The introduction of the leverage ratio – which has a target ratio of 3.0% under Basel III – is a hallmark risk-based capital requirement. Starting in 2015, banks will be required to disclose the leverage ratio, with a view to migrating it to a Pillar 1 requirement by 2018 after a final calibration.

Basel III will have a significant impact on banks and force changes in the way trading and prime brokerage desks operate. Although these measures are aimed at the banking sector specifically, repercussions will be felt throughout the network of market and counterparty relationships which make up the global financial system.

This is especially true for investors looking to hedge longer-term exposures, “because dealers have to tie up that risk on their balance sheets,” said Burrello. “It has also affected even short-term tail hedging, because dealer stress-tests account for potential capital needed to take the other side of downside tail events.”

John Burrello, Invesco

John Burrello, Invesco

At the same time, custodians and prime brokers have started asking clients to hedge tail risk more aggressively in order to avoid increased collateral requirements. “As in other markets, like treasuries and credit, equity options could potentially become less liquid as a result of decreased broker-dealer balance sheet capacity,” Burrello said.

Liquidity in the U.S. options market is fragmented across a dozen exchanges, with no options exchange clearly dominating the market. “Traders’ response to being traded around—having their order represented on one option exchange only to have trading occur on a different one—has been to leverage tactical algorithms that work orders,” according to a February 2015 briefing report by Bloomberg Tradebook’s Gary Stone, chief strategy officer and John Gardner, equity derivatives sales trader.

During 2014, Bloomberg Tradebook saw dramatic shifts in buy-side trader behavior as they tried to adjust to the changing liquidity landscape. “Traders were clearly taking greater control over their orders, trying new technologies and execution implementation strategies to get the liquidity they need,” said Stone and Gardner.

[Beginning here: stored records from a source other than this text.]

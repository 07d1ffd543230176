//! The query model (C4): an ordered set of equality patterns plus optional
//! limit/ordering, with renderers for SQL and document filters.

use crate::error::Result;
use crate::record::{PrimaryPool, RecordDescriptor};
use crate::types::{Backend, DataType, Wire};
use crate::value::Value;

#[derive(Debug, Clone, Copy, PartialEq, Eq)]
pub enum Comparator {
    Asc,
    Desc,
}

impl Comparator {
    fn sql(&self) -> &'static str {
        match self {
            Comparator::Asc => "ASC",
            Comparator::Desc => "DESC",
        }
    }
}

#[derive(Debug, Clone, PartialEq, Eq)]
pub struct OrderBy {
    pub key: String,
    pub comparator: Comparator,
}

/// An ordered mapping `{name -> value}` (equality patterns only,
/// conjunctive), plus optional limit and ordering (§3).
#[derive(Debug, Clone, Default)]
pub struct Query {
    patterns: Vec<(String, Value)>,
    limit: Option<i64>,
    order: Option<OrderBy>,
}

impl Query {
    pub fn new() -> Self {
        Self::default()
    }

    /// Adds or overwrites an equality pattern. Insertion order matters: it
    /// defines wildcard binding order.
    pub fn match_eq(mut self, key: impl Into<String>, value: Value) -> Self {
        let key = key.into();
        if let Some(existing) = self.patterns.iter_mut().find(|(k, _)| *k == key) {
            existing.1 = value;
        } else {
            self.patterns.push((key, value));
        }
        self
    }

    /// Bulk-adds equality patterns for every field in a primary-field pool.
    pub fn match_pool(mut self, pool: &PrimaryPool) -> Self {
        for (key, value) in pool.iter() {
            self = self.match_eq(key.clone(), value.clone());
        }
        self
    }

    pub fn limit(mut self, n: i64) -> Self {
        self.limit = Some(n);
        self
    }

    pub fn order_by(mut self, key: impl Into<String>, comparator: Comparator) -> Self {
        self.order = Some(OrderBy {
            key: key.into(),
            comparator,
        });
        self
    }

    pub fn is_empty(&self) -> bool {
        self.patterns.is_empty()
    }

    pub fn patterns(&self) -> &[(String, Value)] {
        &self.patterns
    }

    /// `k1 = ? AND k2 = ? AND ...`; empty string when there are no patterns.
    pub fn render_sql_where(&self) -> String {
        self.patterns
            .iter()
            .map(|(k, _)| format!("{k} = ?"))
            .collect::<Vec<_>>()
            .join(" AND ")
    }

    /// The `ORDER BY`/`LIMIT` suffix appended after the `WHERE` clause.
    pub fn render_sql_suffix(&self) -> String {
        let mut suffix = String::new();
        if let Some(order) = &self.order {
            suffix.push_str(&format!(" ORDER BY {} {}", order.key, order.comparator.sql()));
        }
        if let Some(limit) = self.limit {
            suffix.push_str(&format!(" LIMIT {limit}"));
        }
        suffix
    }

    /// Walks the pattern map in order, dispatching each value through the
    /// data-type bridge exactly once (resolved open question — see
    /// SPEC_FULL §9) to produce the wildcard bindings 1..N.
    ///
    /// When `descriptor` is given, a pattern's declared type is taken from
    /// the matching field; otherwise the value's natural type is used
    /// (§4.1, "Dispatch of declared type").
    pub fn bind_values(&self, descriptor: Option<&RecordDescriptor>, backend: Backend) -> Result<Vec<Wire>> {
        self.patterns
            .iter()
            .map(|(key, value)| {
                let data_type = descriptor
                    .and_then(|d| d.field_named(key))
                    .map(|f| f.data_type)
                    .unwrap_or_else(|| DataType::of(value));
                data_type.value_to_wire(key, value, backend)
            })
            .collect()
    }

    /// A conjunctive list of equality predicates for the document backend.
    pub fn render_document_filter(&self) -> Vec<(String, Value)> {
        self.patterns.clone()
    }

    /// Mongo-style sort direction, for the document backend's equivalent of
    /// `ORDER BY` (resolved open question — see SPEC_FULL §9).
    pub fn mongo_sort(&self) -> Option<(String, i32)> {
        self.order.as_ref().map(|o| {
            let direction = match o.comparator {
                Comparator::Asc => 1,
                Comparator::Desc => -1,
            };
            (o.key.clone(), direction)
        })
    }

    pub fn limit_value(&self) -> Option<i64> {
        self.limit
    }
}

#[cfg(test)]
mod tests {
    use super::*;

    #[test]
    fn overwriting_a_key_preserves_its_original_position() {
        let q = Query::new()
            .match_eq("a", Value::I64(1))
            .match_eq("b", Value::I64(2))
            .match_eq("a", Value::I64(3));
        assert_eq!(q.patterns()[0], ("a".to_string(), Value::I64(3)));
        assert_eq!(q.patterns()[1], ("b".to_string(), Value::I64(2)));
    }

    #[test]
    fn renders_sql_where_and_suffix() {
        let q = Query::new()
            .match_eq("id", Value::String("k1".into()))
            .order_by("id", Comparator::Desc)
            .limit(10);
        assert_eq!(q.render_sql_where(), "id = ?");
        assert_eq!(q.render_sql_suffix(), " ORDER BY id DESC LIMIT 10");
    }

    #[test]
    fn empty_query_renders_empty_where() {
        assert_eq!(Query::new().render_sql_where(), "");
        assert_eq!(Query::new().render_sql_suffix(), "");
    }

    #[test]
    fn bind_values_without_descriptor_uses_natural_type() {
        let q = Query::new().match_eq("active", Value::Bool(true));
        let bound = q.bind_values(None, Backend::Sqlite).unwrap();
        assert_eq!(bound, vec![Wire::I64(1)]);
    }

    #[test]
    fn document_filter_matches_patterns() {
        let q = Query::new().match_eq("id", Value::String("k1".into()));
        assert_eq!(
            q.render_document_filter(),
            vec![("id".to_string(), Value::String("k1".into()))]
        );
    }
}
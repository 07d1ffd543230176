//! The external configuration component (C10) is consumed, not built, by
//! this crate: a hierarchical, dot-path addressed key/value store with
//! type-coerced accessors. [`Section`] is the narrow trait the rest of the
//! crate depends on; [`ConfigSection`] is the concrete adapter over the
//! `config` crate so callers can hand the builder a `config::Config` built
//! however they like (file, environment, in-memory map).

use crate::error::{Error, Result};

/// A dot-path addressed, type-coerced view over configuration state.
///
/// Implementors decide how paths like `"mysql.connection_string"` resolve;
/// this crate never performs file I/O itself (that's explicitly out of
/// scope, per the purpose statement).
pub trait Section {
    fn get_bool(&self, path: &str) -> Option<bool>;
    fn get_string(&self, path: &str) -> Option<String>;
    fn get_i64(&self, path: &str) -> Option<i64>;

    fn get_bool_or(&self, path: &str, default: bool) -> bool {
        self.get_bool(path).unwrap_or(default)
    }

    fn get_string_or(&self, path: &str, default: &str) -> String {
        self.get_string(path).unwrap_or_else(|| default.to_string())
    }

    fn get_i64_or(&self, path: &str, default: i64) -> i64 {
        self.get_i64(path).unwrap_or(default)
    }

    fn require_string(&self, path: &str) -> Result<String> {
        self.get_string(path).ok_or_else(|| {
            Error::configuration("load", format!("missing required key '{path}'"))
        })
    }
}

/// Adapter binding [`Section`] to the `config` crate's [`config::Config`].
pub struct ConfigSection(pub config::Config);

impl ConfigSection {
    pub fn new(inner: config::Config) -> Self {
        Self(inner)
    }

    /// Builds a `ConfigSection` from an in-memory map, convenient for tests
    /// that don't want to stand up a config file.
    pub fn from_pairs(pairs: impl IntoIterator<Item = (&'static str, config::Value)>) -> Result<Self> {
        let mut builder = config::Config::builder();
        for (key, value) in pairs {
            builder = builder
                .set_override(key, value)
                .map_err(|e| Error::configuration("load", e.to_string()))?;
        }
        Ok(Self(builder.build().map_err(|e| {
            Error::configuration("load", e.to_string())
        })?))
    }
}

impl Section for ConfigSection {
    fn get_bool(&self, path: &str) -> Option<bool> {
        self.0.get_bool(path).ok()
    }

    fn get_string(&self, path: &str) -> Option<String> {
        self.0.get_string(path).ok()
    }

    fn get_i64(&self, path: &str) -> Option<i64> {
        self.0.get_int(path).ok()
    }
}

#[cfg(test)]
mod tests {
    use super::*;

    #[test]
    fn reads_dot_path_keys_with_defaults() {
        let section = ConfigSection::from_pairs([
            ("sqlite.enabled", true.into()),
            ("sqlite.path", "/tmp/a.db".into()),
            ("max_requests_pending", 250i64.into()),
        ])
        .unwrap();

        assert_eq!(section.get_bool("sqlite.enabled"), Some(true));
        assert_eq!(section.get_string("sqlite.path").as_deref(), Some("/tmp/a.db"));
        assert_eq!(section.get_i64_or("max_requests_pending", 500), 250);
        assert_eq!(section.get_i64_or("time_between_requests_millis", 500), 500);
        assert!(section.get_bool("mysql.enabled").is_none());
    }

    #[test]
    fn require_string_fails_when_absent() {
        let section = ConfigSection::from_pairs([]).unwrap();
        assert!(section.require_string("mysql.connection_string").is_err());
    }
}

The biggest problem facing options traders is a lack of sufficient liquidity when they need to execute larger trades, with 42% of institutional firms citing a lack of liquidity as the biggest change in the options markets in 2014, according to Andy Nybo, head of derivatives research at Tabb Group and author of a report, “US Options Trading 2014/15: The Buy-side’s Insatiable Thirst for Liquidity.”

An upshot is increasing use of direct market access (DMA) and algorithmic tools. In 2014, asset managers routed 32% of their total contract volume through electronic trading tools, more than double the 15% proportion in 2013, according to Nybo.

Bloomberg Tradebook’s B-Smart was the most used algorithm in 2014 by U.S. option traders, according to Stone and Gardner, with almost 23% of all orders leveraging the algorithm’s liquidity heat-mapping and dynamic order posting/positioning capabilities to seek more optimal placement of orders on the most active exchanges.

B-Smart intelligently layers orders and posts liquidity simultaneously on multiple (most active) exchanges, they said. Additionally, when one exchange becomes active in filling an order, B-Smart will pull the child orders represented on less active exchanges and repost the liquidity on the more active ones.